- [What you should do]: Wherever "usize" shows up in the records below, copy the whole line.

━━━ Exercise data ━━━

/// Integration tests for the data access façade
///
/// Run against the in-process row store, so no database is needed.

use serde_json::json;
use std::sync::Arc;
use vena_shared::data::{DataError, DataStore, LoadState};
use vena_shared::models::client::{ClientPatch, NewClient};
use vena_shared::models::finance::NewTransaction;
use vena_shared::models::lead::{LeadPatch, NewLead};
use vena_shared::models::team::NewTeamMember;
use vena_shared::models::{Client, Lead, TeamMember, Transaction};
use vena_shared::store::{MemoryRowStore, RowStore, StoreError, Table};

fn new_lead(name: &str, date: &str) -> NewLead {
    serde_json::from_value(json!({
        "name": name,
        "contactChannel": "Instagram",
        "location": "Bandung",
        "status": "Sedang Diskusi",
        "date": date
    }))
    .unwrap()
}

#[tokio::test]
async fn test_create_client_in_empty_collection() {
    let data = DataStore::new(Arc::new(MemoryRowStore::new()));
    data.load_all().await.unwrap();
    assert!(data.list::<Client>().await.is_empty());

    let created = data
        .create::<Client>(NewClient::new("Ana", "ana@x.com", "0811", "active"))
        .await
        .unwrap();

    let clients = data.list::<Client>().await;
    assert_eq!(clients.len(), 1);
    assert!(!clients[0].id.is_empty());
    assert_eq!(clients[0].id, created.id);
    assert_eq!(clients[0].name, "Ana");
    assert_eq!(clients[0].email, "ana@x.com");
    assert_eq!(clients[0].phone, "0811");
    assert_eq!(clients[0].status, "active");
}

#[tokio::test]
async fn test_refetch_matches_local_state() {
    let store = Arc::new(MemoryRowStore::new());
    let data = DataStore::new(store.clone());

    data.create::<Lead>(new_lead("Budi", "2024-03-01")).await.unwrap();
    data.create::<Lead>(new_lead("Citra", "2024-05-01")).await.unwrap();
    let member: NewTeamMember = serde_json::from_value(json!({
        "name": "Dewi",
        "role": "Fotografer",
        "email": "dewi@x.com",
        "phone": "0813",
        "standardFee": 1500000
    }))
    .unwrap();
    let dewi = data.create::<TeamMember>(member).await.unwrap();
    assert_eq!(dewi.reward_balance, 0);
    assert!(dewi.performance_notes.is_empty());

    data.refetch().await.unwrap();
    assert_eq!(data.load_state().await, LoadState::Ready);

    let leads: Vec<_> = data.list::<Lead>().await.into_iter().map(|l| l.name).collect();
    assert_eq!(leads, vec!["Citra".to_string(), "Budi".to_string()]);
    assert_eq!(data.get::<TeamMember>(&dewi.id).await, Some(dewi));
    assert_eq!(data.count(Table::Leads).await, 2);
}

#[tokio::test]
async fn test_update_and_delete_lead() {
    let data = DataStore::new(Arc::new(MemoryRowStore::new()));
    let lead = data.create::<Lead>(new_lead("Budi", "2024-03-01")).await.unwrap();
    let other = data.create::<Lead>(new_lead("Citra", "2024-03-02")).await.unwrap();

    let patch: LeadPatch = serde_json::from_value(json!({
        "status": "Dikonversi",
        "notes": "Sudah DP"
    }))
    .unwrap();
    let updated = data.update::<Lead>(&lead.id, patch).await.unwrap();
    assert_eq!(updated.status, "Dikonversi");
    assert_eq!(updated.notes.as_deref(), Some("Sudah DP"));
    assert_eq!(updated.name, "Budi");

    let clear: LeadPatch = serde_json::from_value(json!({ "notes": null })).unwrap();
    let cleared = data.update::<Lead>(&lead.id, clear).await.unwrap();
    assert!(cleared.notes.is_none());

    data.delete::<Lead>(&lead.id).await.unwrap();
    let remaining = data.list::<Lead>().await;
    assert_eq!(remaining.len(), 1);
    assert_eq!(remaining[0].id, other.id);
}

#[tokio::test]
async fn test_concurrent_creates_all_land() {
    let data = DataStore::new(Arc::new(MemoryRowStore::new()));

    let tasks: Vec<_> = (0..10)
        .map(|i| {
            let data = data.clone();
            tokio::spawn(async move {
                let tx: NewTransaction = serde_json::from_value(json!({
                    "date": "2024-01-01",
                    "description": format!("Pembayaran {}", i),
                    "amount": 100000 * (i + 1),
                    "type": "Pemasukan",
                    "category": "DP Proyek",
                    "method": "Transfer Bank"
                }))
                .unwrap();
                data.create::<Transaction>(tx).await.unwrap()
            })
        })
        .collect();

    for task in tasks {
        task.await.unwrap();
    }

    let transactions = data.list::<Transaction>().await;
    assert_eq!(transactions.len(), 10);
    let mut ids: Vec<_> = transactions.iter().map(|t| t.id.clone()).collect();
    ids.sort();
    ids.dedup();
    assert_eq!(ids.len(), 10);
}

#[tokio::test]
async fn test_rejected_write_leaves_state_untouched() {
    let data = DataStore::new(Arc::new(MemoryRowStore::new()));
    let ana = data
        .create::<Client>(NewClient::new("Ana", "ana@x.com", "0811", "active"))
        .await
        .unwrap();
    let before = data.snapshot().await;

    let patch = ClientPatch {
        name: Some("Nobody".to_string()),
        ..Default::default()
    };
    let err = data.update::<Client>("unknown-id", patch).await.unwrap_err();
    assert!(matches!(
        err,
        DataError::Store(StoreError::NotFound { table: "clients", .. })
    ));

    assert_eq!(data.snapshot().await, before);
    assert_eq!(data.get::<Client>(&ana.id).await.unwrap().name, "Ana");
}

#[tokio::test]
async fn test_out_of_band_rows_appear_after_refetch() {
    let store = Arc::new(MemoryRowStore::new());
    let data = DataStore::new(store.clone());
    data.load_all().await.unwrap();

    let row = serde_json::to_value(NewClient::new("Eka", "eka@x.com", "0815", "active")).unwrap();
    store
        .insert(Table::Clients, row.as_object().unwrap().clone())
        .await
        .unwrap();
    assert!(data.list::<Client>().await.is_empty());

    data.refetch().await.unwrap();
    assert_eq!(data.list::<Client>().await[0].name, "Eka");
}
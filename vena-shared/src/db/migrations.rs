/// Schema migrations
///
/// The SQL lives in `vena-shared/migrations/` and is embedded at compile
/// time with `sqlx::migrate!`. It creates one table per entity with the
/// column defaults the row stores rely on (`gen_random_uuid()` ids,
/// `NOW()` timestamps, `'Langsung'` client type, ...).

use sqlx::migrate::{MigrateDatabase, MigrateError, Migrator};
use sqlx::postgres::PgPool;
use sqlx::Postgres;
use tracing::{debug, info, warn};

static MIGRATOR: Migrator = sqlx::migrate!("./migrations");

/// Applied-migration summary
#[derive(Debug, Clone, PartialEq, Eq)]
pub struct MigrationStatus {
    /// Successfully applied migrations
    pub applied: usize,

    /// Highest applied version
    pub latest_version: Option<i64>,

    /// Whether every embedded migration has been applied
    pub is_up_to_date: bool,
}

/// Number of migrations embedded in the binary
pub fn embedded_migrations() -> usize {
    MIGRATOR.iter().count()
}

/// Applies every pending migration
pub async fn run_migrations(pool: &PgPool) -> Result<(), MigrateError> {
    info!(embedded = embedded_migrations(), "Applying schema migrations");

    MIGRATOR.run(pool).await.map_err(|e| {
        warn!(error = %e, "Schema migration failed");
        e
    })?;

    info!("Schema is up to date");
    Ok(())
}

/// Reads the migration bookkeeping table
///
/// A database that was never migrated reports zero applied migrations.
pub async fn get_migration_status(pool: &PgPool) -> Result<MigrationStatus, sqlx::Error> {
    let tracked: bool =
        sqlx::query_scalar("SELECT to_regclass('public._sqlx_migrations') IS NOT NULL")
            .fetch_one(pool)
            .await?;

    let (count, latest_version): (i64, Option<i64>) = if tracked {
        sqlx::query_as("SELECT COUNT(*), MAX(version) FROM _sqlx_migrations WHERE success")
            .fetch_one(pool)
            .await?
    } else {
        debug!("No migration bookkeeping table yet");
        (0, None)
    };

    let applied = usize::try_from(count).unwrap_or(0);
    Ok(MigrationStatus {
        applied,
        latest_version,
        is_up_to_date: applied >= embedded_migrations(),
    })
}

/// Creates the database named in `database_url` when it does not exist
pub async fn ensure_database_exists(database_url: &str) -> Result<(), sqlx::Error> {
    if Postgres::database_exists(database_url).await? {
        return Ok(());
    }

    info!("Creating missing database");
    Postgres::create_database(database_url).await
}
/// PostgreSQL plumbing for the row store
///
/// # Modules
///
/// - `pool`: connection pool with a health check
/// - `migrations`: schema migrations embedded from `migrations/`
///
/// # Example
///
/// ```no_run
/// use vena_shared::db::migrations::run_migrations;
/// use vena_shared::db::pool::{create_pool, DatabaseConfig};
///
/// #[tokio::main]
/// async fn main() -> Result<(), Box<dyn std::error::Error>> {
///     let pool = create_pool(DatabaseConfig::from_env()?).await?;
///     run_migrations(&pool).await?;
///     Ok(())
/// }
/// ```

pub mod migrations;
pub mod pool;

━━━

- [Answer for this exercise]:
    pub applied: usize,
pub fn embedded_migrations() -> usize {
    let applied = usize::try_from(count).unwrap_or(0);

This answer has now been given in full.